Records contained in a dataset

·····

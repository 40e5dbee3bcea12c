//! `ServiceOrder` <-> `service_orders` table

use serde_json::{json, Value};

use super::{format_timestamp, FieldMapper, MappingError, RemoteRow, RowReader};
use crate::models::{EntityKind, ServiceOrder, ServiceOrderStatus};

const TABLE: &str = EntityKind::ServiceOrder.remote_table();

impl FieldMapper for ServiceOrder {
    fn to_remote(&self) -> RemoteRow {
        let mut row = RemoteRow::new();
        row.insert("id".into(), json!(self.id));
        if let Some(tenant_id) = &self.tenant_id {
            row.insert("tenant_id".into(), json!(tenant_id.as_str()));
        }
        row.insert("vehicle_id".into(), json!(self.vehicle_id));
        row.insert("customer_id".into(), json!(self.customer_id));
        row.insert("employee_id".into(), json!(self.assigned_employee_id));
        row.insert("status".into(), json!(self.status.as_str()));
        row.insert("description".into(), json!(self.description));
        row.insert("total_cents".into(), json!(self.total_cents));
        row.insert("created_at".into(), Value::String(format_timestamp(self.created_at)));
        row.insert("updated_at".into(), Value::String(format_timestamp(self.updated_at)));
        row.insert("is_deleted".into(), json!(self.is_deleted));
        row
    }

    fn from_remote(row: &RemoteRow) -> Result<Self, MappingError> {
        let reader = RowReader::new(TABLE, row);
        let status = match reader.optional_str("status")? {
            Some(raw) => raw
                .parse::<ServiceOrderStatus>()
                .map_err(|reason| MappingError::InvalidField {
                    table: TABLE,
                    field: "status".into(),
                    reason,
                })?,
            None => ServiceOrderStatus::default(),
        };

        Ok(Self {
            id: reader.required_str("id")?,
            tenant_id: reader.tenant()?,
            vehicle_id: reader.required_str("vehicle_id")?,
            customer_id: reader.optional_str("customer_id")?,
            assigned_employee_id: reader.optional_str("employee_id")?,
            status,
            description: reader.required_str("description")?,
            total_cents: reader.optional_i64("total_cents")?.unwrap_or_default(),
            created_at: reader.required_timestamp("created_at")?,
            updated_at: reader.required_timestamp("updated_at")?,
            is_deleted: reader.bool_or("is_deleted", false)?,
        })
    }
}
use outpost_core::db::{ConflictRepository, SqliteConflictRepository};

use crate::cli::ConflictCommands;
use crate::commands::common::{
    format_sync_conflict_lines, print_json, sync_conflict_to_item, Session, SyncConflictItem,
};
use crate::error::CliError;

pub async fn run_conflicts(command: ConflictCommands, session: &Session) -> Result<(), CliError> {
    match command {
        ConflictCommands::List { limit, all, json } => {
            run_conflicts_list(limit, !all, json, session).await
        }
        ConflictCommands::Resolve { id } => {
            {
                let db = session.sync.database().lock().await;
                SqliteConflictRepository::new(db.connection()).mark_resolved(id)?;
            }
            println!("Conflict #{id} resolved");
            Ok(())
        }
    }
}

async fn run_conflicts_list(
    limit: usize,
    unresolved_only: bool,
    as_json: bool,
    session: &Session,
) -> Result<(), CliError> {
    let conflicts = {
        let db = session.sync.database().lock().await;
        SqliteConflictRepository::new(db.connection()).list(limit, unresolved_only)?
    };

    if as_json {
        let json_items = conflicts
            .iter()
            .map(sync_conflict_to_item)
            .collect::<Vec<SyncConflictItem>>();
        return print_json(&json_items);
    }

    if conflicts.is_empty() {
        println!("No sync conflicts recorded.");
        return Ok(());
    }

    for line in format_sync_conflict_lines(&conflicts) {
        println!("{line}");
    }
    Ok(())
}
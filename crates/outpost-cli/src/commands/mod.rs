pub mod add;
pub mod common;
pub mod config;
pub mod conflicts;
pub mod queue;
pub mod sync;
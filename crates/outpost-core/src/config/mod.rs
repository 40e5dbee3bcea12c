//! Sync engine configuration.

use std::time::Duration;

use serde::{Deserialize, Serialize};

/// Default number of mutations drained per push
pub const DEFAULT_BATCH_SIZE: usize = 50;

/// Default upper bound on a full bootstrap
pub const DEFAULT_BOOTSTRAP_DEADLINE: Duration = Duration::from_secs(30);

/// Default period of the background retry sweep
pub const DEFAULT_RETRY_SWEEP_INTERVAL: Duration = Duration::from_secs(60);

/// Configuration for push, bootstrap and background sweeps
#[derive(Debug, Clone, PartialEq, Eq, Serialize, Deserialize)]
pub struct SyncConfig {
    /// Mutations read from the queue per push
    pub batch_size: usize,
    /// Transient failures tolerated before a mutation is quarantined.
    /// `None` retries forever.
    pub max_retries: Option<u32>,
    /// Upper bound on `pull_all_data`
    pub bootstrap_deadline: Duration,
    /// Attempt a push right after every local save
    pub push_on_save: bool,
    /// Period of `spawn_retry_sweep`
    pub retry_sweep_interval: Duration,
}

impl Default for SyncConfig {
    fn default() -> Self {
        Self {
            batch_size: DEFAULT_BATCH_SIZE,
            max_retries: None,
            bootstrap_deadline: DEFAULT_BOOTSTRAP_DEADLINE,
            push_on_save: true,
            retry_sweep_interval: DEFAULT_RETRY_SWEEP_INTERVAL,
        }
    }
}

impl SyncConfig {
    /// Set the push batch size (at least one)
    #[must_use]
    pub fn with_batch_size(mut self, batch_size: usize) -> Self {
        self.batch_size = batch_size.max(1);
        self
    }

    /// Quarantine mutations after `max_retries` transient failures
    #[must_use]
    pub const fn with_max_retries(mut self, max_retries: u32) -> Self {
        self.max_retries = Some(max_retries);
        self
    }

    /// Set the bootstrap deadline
    #[must_use]
    pub const fn with_bootstrap_deadline(mut self, deadline: Duration) -> Self {
        self.bootstrap_deadline = deadline;
        self
    }

    /// Only push when asked (sweep or explicit call)
    #[must_use]
    pub const fn without_push_on_save(mut self) -> Self {
        self.push_on_save = false;
        self
    }

    /// Set the background sweep period
    #[must_use]
    pub const fn with_retry_sweep_interval(mut self, interval: Duration) -> Self {
        self.retry_sweep_interval = interval;
        self
    }

    /// Whether `retry_count` has reached the configured cap
    pub fn retries_exhausted(&self, retry_count: u32) -> bool {
        self.max_retries.is_some_and(|max| retry_count >= max)
    }
}

#[cfg(test)]
mod tests {
    use super::*;

    #[test]
    fn defaults_retry_forever() {
        let config = SyncConfig::default();
        assert_eq!(config.max_retries, None);
        assert!(!config.retries_exhausted(u32::MAX));
        assert!(config.push_on_save);
    }

    #[test]
    fn builder_sets_fields() {
        let config = SyncConfig::default()
            .with_batch_size(0)
            .with_max_retries(3)
            .with_bootstrap_deadline(Duration::from_millis(250))
            .without_push_on_save();

        assert_eq!(config.batch_size, 1);
        assert!(!config.retries_exhausted(2));
        assert!(config.retries_exhausted(3));
        assert_eq!(config.bootstrap_deadline, Duration::from_millis(250));
        assert!(!config.push_on_save);
    }
}
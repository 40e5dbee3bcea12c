//! Contract for the shared cloud store.
//!
//! The remote side is a tenant-scoped table API: upsert by primary id,
//! filtered reads, and one multiplexed change feed. Transport details live in
//! implementations of [`RemoteStore`].

mod memory;
mod sqlite;

use async_trait::async_trait;
use serde::{Deserialize, Serialize};
use thiserror::Error;
use tokio::sync::broadcast;

use crate::mapping::{row_id, row_tenant_id, row_updated_at, RemoteRow};
use crate::models::EntityKind;

pub use memory::InMemoryRemoteStore;
pub use sqlite::SqliteRemoteStore;

/// Default buffer of the change feed before slow subscribers lag
pub const CHANGE_FEED_CAPACITY: usize = 1024;

/// Errors reported by a remote store, split by whether retrying can help
#[derive(Debug, Error, Clone, PartialEq, Eq)]
pub enum RemoteError {
    /// Network or infrastructure failure
    #[error("Remote store unavailable: {0}")]
    Unavailable(String),

    /// The request did not complete in time
    #[error("Remote store timed out: {0}")]
    Timeout(String),

    /// Validation or constraint rejection of the data itself
    #[error("Remote store rejected the row ({code}): {message}")]
    Rejected { code: String, message: String },

    #[error("Unknown remote table: {0}")]
    UnknownTable(String),
}

impl RemoteError {
    /// Transient errors leave a mutation pending for the next cycle
    pub const fn is_transient(&self) -> bool {
        matches!(self, Self::Unavailable(_) | Self::Timeout(_))
    }

    pub fn rejected(code: impl Into<String>, message: impl Into<String>) -> Self {
        Self::Rejected {
            code: code.into(),
            message: message.into(),
        }
    }
}

/// What happened to a remote row
#[derive(Debug, Clone, Copy, PartialEq, Eq, Serialize, Deserialize)]
#[serde(rename_all = "snake_case")]
pub enum ChangeKind {
    Insert,
    Update,
    Delete,
}

/// One event on the multiplexed change feed
#[derive(Debug, Clone, PartialEq, Serialize, Deserialize)]
pub struct RemoteChange {
    pub table: String,
    pub kind: ChangeKind,
    /// New row for inserts and updates, last known row for deletes
    pub row: RemoteRow,
}

impl RemoteChange {
    pub fn tenant_id(&self) -> Option<&str> {
        row_tenant_id(&self.row)
    }
}

/// Receiving end of the change feed
pub type ChangeFeed = broadcast::Receiver<RemoteChange>;

#[async_trait]
pub trait RemoteStore: Send + Sync + 'static {
    /// Insert or replace the row with the same primary id
    async fn upsert(&self, table: &str, row: RemoteRow) -> Result<(), RemoteError>;

    /// Current `updated_at` (Unix ms) of a row, `None` when it does not exist
    async fn fetch_updated_at(
        &self,
        table: &str,
        tenant_id: &str,
        id: &str,
    ) -> Result<Option<i64>, RemoteError>;

    /// Every row of `table` owned by `tenant_id`
    async fn select_by_tenant(
        &self,
        table: &str,
        tenant_id: &str,
    ) -> Result<Vec<RemoteRow>, RemoteError>;

    /// Open a subscription to changes across all tables
    fn subscribe(&self) -> Result<ChangeFeed, RemoteError>;
}

/// Primary id, tenant, and `updated_at` every stored row must carry
struct RowKeys {
    id: String,
    tenant_id: String,
    updated_at: i64,
}

/// Enforce the columns the remote store treats as NOT NULL
fn validate_row(table: &str, row: &RemoteRow) -> Result<RowKeys, RemoteError> {
    if EntityKind::from_remote_table(table).is_none() {
        return Err(RemoteError::UnknownTable(table.to_string()));
    }

    let id = row_id(row)
        .filter(|id| !id.trim().is_empty())
        .ok_or_else(|| RemoteError::rejected("23502", format!("{table}.id must not be null")))?;
    let tenant_id = row_tenant_id(row)
        .filter(|tenant| !tenant.trim().is_empty())
        .ok_or_else(|| {
            RemoteError::rejected("23502", format!("{table}.tenant_id must not be null"))
        })?;
    let updated_at = row_updated_at(row).ok_or_else(|| {
        RemoteError::rejected("22007", format!("{table}.updated_at is not a valid timestamp"))
    })?;

    Ok(RowKeys {
        id: id.to_string(),
        tenant_id: tenant_id.to_string(),
        updated_at,
    })
}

·····

Work out how many lines in the records above contain the word "broadcast", and give only that number.

2